Personally, I think it's absurd that people are willing to fork out that much
money on an app. The gold rush is over, people; look at the recent analyses:
most apps don't make that much money, so unless you're app is "revolutionary"
enough to make it to the lucky Top 100 or it serves some greater purpose than
making you money (ie the Obama app)...

"Mobile is not an easy platform. It has lots of constraints that normal PC's
and the Web do not have to deal with, and so it's harder to train qualified
devs for it still." Personally, I find it much easier to do development for
iOS than for regular Mac OS X. Yes, there are constraints and the workflow is
quite different, but once you get over those I have found it to be a much
easier system to understand.

------
kls
_Outsourcing has it’s own pros and cons, and I’ll leave it up to you to decide
if it’s a worthwhile approach for your apps development._

That is pretty bad advice. Baiting with the "outsourcing is cheap" but not
citing the statistical increase in failed projects is a disservice to those
looking for genuine information.

Worse yet taking an easy exit like "I'll leave it up to you to decide" is
punting the responsibility of disclosure.
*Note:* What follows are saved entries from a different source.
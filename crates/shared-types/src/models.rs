use serde::{Deserialize, Serialize};
use uuid::Uuid;

/// Stored profile role controlling which dashboard a user lands on.
///
/// - `Public` — any registered reporter, and the fallback for unknown values.
/// - `Agent` — law-enforcement agent; may view and update every case.
#[derive(Debug, Clone, Copy, Serialize, Deserialize, PartialEq, Eq, Default)]
#[cfg_attr(feature = "openapi", derive(utoipa::ToSchema))]
pub enum UserRole {
    #[default]
    Public,
    Agent,
}

impl UserRole {
    /// Parse the `profiles.role` column. Unknown values default to Public.
    pub fn from_str_or_default(s: &str) -> Self {
        match s.trim().to_lowercase().as_str() {
            "agent" => UserRole::Agent,
            _ => UserRole::Public,
        }
    }

    /// Lowercase string for database storage.
    pub fn as_str(&self) -> &'static str {
        match self {
            UserRole::Public => "public",
            UserRole::Agent => "agent",
        }
    }

    /// Returns true if this role satisfies the `required` role.
    pub fn satisfies(&self, required: &UserRole) -> bool {
        match self {
            UserRole::Agent => true,
            UserRole::Public => matches!(required, UserRole::Public),
        }
    }

    /// Where a freshly signed-in user with this role is sent.
    pub fn landing_path(&self) -> &'static str {
        match self {
            UserRole::Agent => "/lead",
            UserRole::Public => "/dashboard",
        }
    }
}

/// A row of the `profiles` table.
#[derive(Debug, Clone, PartialEq, Serialize, Deserialize)]
#[cfg_attr(feature = "openapi", derive(utoipa::ToSchema))]
#[cfg_attr(feature = "server", derive(sqlx::FromRow))]
pub struct Profile {
    pub id: Uuid,
    pub username: Option<String>,
    pub email: String,
    pub role: String,
}

impl Profile {
    pub fn role(&self) -> UserRole {
        UserRole::from_str_or_default(&self.role)
    }

    /// Username when set, otherwise the email address.
    pub fn display_name(&self) -> &str {
        match self.username.as_deref() {
            Some(name) if !name.is_empty() => name,
            _ => &self.email,
        }
    }
}

/// The identity returned by a successful sign-in or sign-up.
#[derive(Debug, Clone, PartialEq, Serialize, Deserialize)]
#[cfg_attr(feature = "openapi", derive(utoipa::ToSchema))]
pub struct AuthUser {
    pub id: Uuid,
    pub email: String,
}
You should either not mention it, or
inform you readers that outsourcing required intricate detailed knowledge in
technical development, or one can loose control of the project, which directly
translates into a higher risk of failure and total loss of investment. It is
also your duty to inform your readers that recovery of funds is impossible due
to the disparity of legal systems and protections afforded under international
law. AKA, if you get ripped off you have little recourse and the recourse you
have is more expensive that the money lost, in regards to sub $200,000
projects.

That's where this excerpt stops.